Artificial intelligence (AI) accelerators are essential for tackling AI workloads like neural networks. These high-performance parallel computation machines provide the processing efficiency that such high data volumes demand. With AI playing increasingly larger roles in our lives—from consumer devices like smart speakers to industrial applications like automated factories—it’s paramount that we also consider the energy efficiency of these applications. When designing AI accelerators, for example, there’s opportunity to optimize power consumption early in the design cycle.
Indeed, power consumption of AI hardware has become an area of critical concern given the impact on our environment. The computational resources needed to generate a best-in-class AI model has doubled every 3.4 months, on average, according to OpenAI, an AI R&D company. Researchers from the University of Massachusetts, Amherst, estimated that training a single deep-learning model (though an energy-intensive one) can generate up to 626,155 pounds of carbon emissions—that’s an amount that five cars can emit over their entire lifetimes. And once an AI model is deployed in the field, it consumes even more energy. AI hardware typically consists of large arrays with up to thousands of tiles (processing elements), requiring billion-plus gate, power-hungry designs. Reducing power consumption can generate a number of benefits, including lower costs, better battery life, and minimized environmental impact.

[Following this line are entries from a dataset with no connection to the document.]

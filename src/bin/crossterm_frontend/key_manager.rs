use crossterm::event::{read, Event, KeyCode};
use std::sync::mpsc::{channel, Receiver, Sender};
use std::sync::{Arc, Mutex};
use std::thread::{self, JoinHandle};

/// A struct for managing keypresses that automatically
/// starts a thread that grabs key events from the terminal.
pub struct KeyManager {
    stop: Arc<Mutex<bool>>,
    receiver: Receiver<KeyCode>,
    _event_listener: JoinHandle<()>,
}

impl KeyManager {
    // Start event listener thread
    pub fn new() -> KeyManager {
        let (sender, receiver) = channel();
        let stop = Arc::new(Mutex::new(false));
        let event_listener = event_listener(sender, stop.clone());
        KeyManager {
            stop,
            receiver,
            _event_listener: event_listener,
        }
    }

    /// The key presses received since the last call.
    pub fn drain(&self) -> impl Iterator<Item = KeyCode> + '_ {
        self.receiver.try_iter()
    }
}

impl Drop for KeyManager {
    fn drop(&mut self) {
        // Tell the event listener to stop
        *self.stop.lock().unwrap() = true;
    }
}

/// Starts a thread that listens for key events and sends them over a channel.
fn event_listener(sender: Sender<KeyCode>, stop: Arc<Mutex<bool>>) -> JoinHandle<()> {
    thread::spawn(move || loop {
        let event = match read() {
            Ok(event) => event,
            Err(_) => break,
        };
        log::trace!("Got event {:?}", event);

        // Check the shared data, and possibly stop
        if *stop.lock().unwrap() {
            break;
        }

        if let Event::Key(key_event) = event {
            if sender.send(key_event.code).is_err() {
                break;
            }
        }
    })
}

One key power-related challenge to be aware of relates to glitch power. In electronics design, glitches happen if the signal timing within the paths of a combinatorial circuit are imbalanced, causing a race condition. This, in turn, generates an unwanted signal transition that causes additional dynamic power. The amount of glitch is proportional to the number of operations executed by the system-on-chip (SoC). When you consider the high volume of operations performed when an AI algorithm is run on hardware, you can understand why glitch power makes such an impact on overall power consumption (in many cases, glitch power can consume as much as 40% of total power in a chip). What’s more, glitches can also trigger electro-mechanical (EM) and IR drop issues (even in the power grid).